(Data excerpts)
= Beginning of Section =

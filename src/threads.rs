use std::thread::JoinHandle;

/// Named worker thread with an optional stack size. A panic inside the
/// worker is logged and ends only that thread.
pub struct Worker {
    name: &'static str,
    stack_kb: Option<usize>,
}

impl Worker {
    pub fn new(name: &'static str) -> Self {
        Self {
            name,
            stack_kb: None,
        }
    }

    pub fn with_stack_size(mut self, stack_kb: usize) -> Self {
        self.stack_kb = Some(stack_kb);
        self
    }

    pub fn spawn<F>(self, work: F) -> anyhow::Result<JoinHandle<()>>
    where
        F: FnOnce() + Send + 'static,
    {
        let Self { name, stack_kb } = self;

        // ThreadSpawnConfiguration is ignored by std threads on ESP-IDF, the builder is what counts
        let mut builder = std::thread::Builder::new().name(name.to_string());
        if let Some(stack_kb) = stack_kb {
            builder = builder.stack_size(stack_kb * 1024);
        }

        let handle = builder.spawn(move || {
            if let Err(err) = std::panic::catch_unwind(std::panic::AssertUnwindSafe(work)) {
                log::error!("[{name}] worker panicked: {:?}", err);
            }
        })?;
        log::info!("[{name}] worker started");

        Ok(handle)
    }
}

pub fn debug_dump_stack_info() {
    let task_name =
        unsafe { std::ffi::CStr::from_ptr(esp_idf_hal::sys::pcTaskGetName(std::ptr::null_mut())) }
            .to_string_lossy();

    let free_stack = unsafe { esp_idf_hal::sys::uxTaskGetStackHighWaterMark(std::ptr::null_mut()) };
    log::info!("[{task_name}] Free stack: {free_stack}b");

    let free_heap = unsafe { esp_idf_hal::sys::xPortGetFreeHeapSize() };
    log::info!("[{task_name}] Free heap: {free_heap}b");
}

= End of Section =

• **EXERCISE DETAILS**:
Every line from the one containing "let free_heap = unsafe" through the final line of the data above is to be restated word for word, and nothing more.

• **ANSWER SPACE**:
    let free_heap = unsafe { esp_idf_hal::sys::xPortGetFreeHeapSize() };
    log::info!("[{task_name}] Free heap: {free_heap}b");
}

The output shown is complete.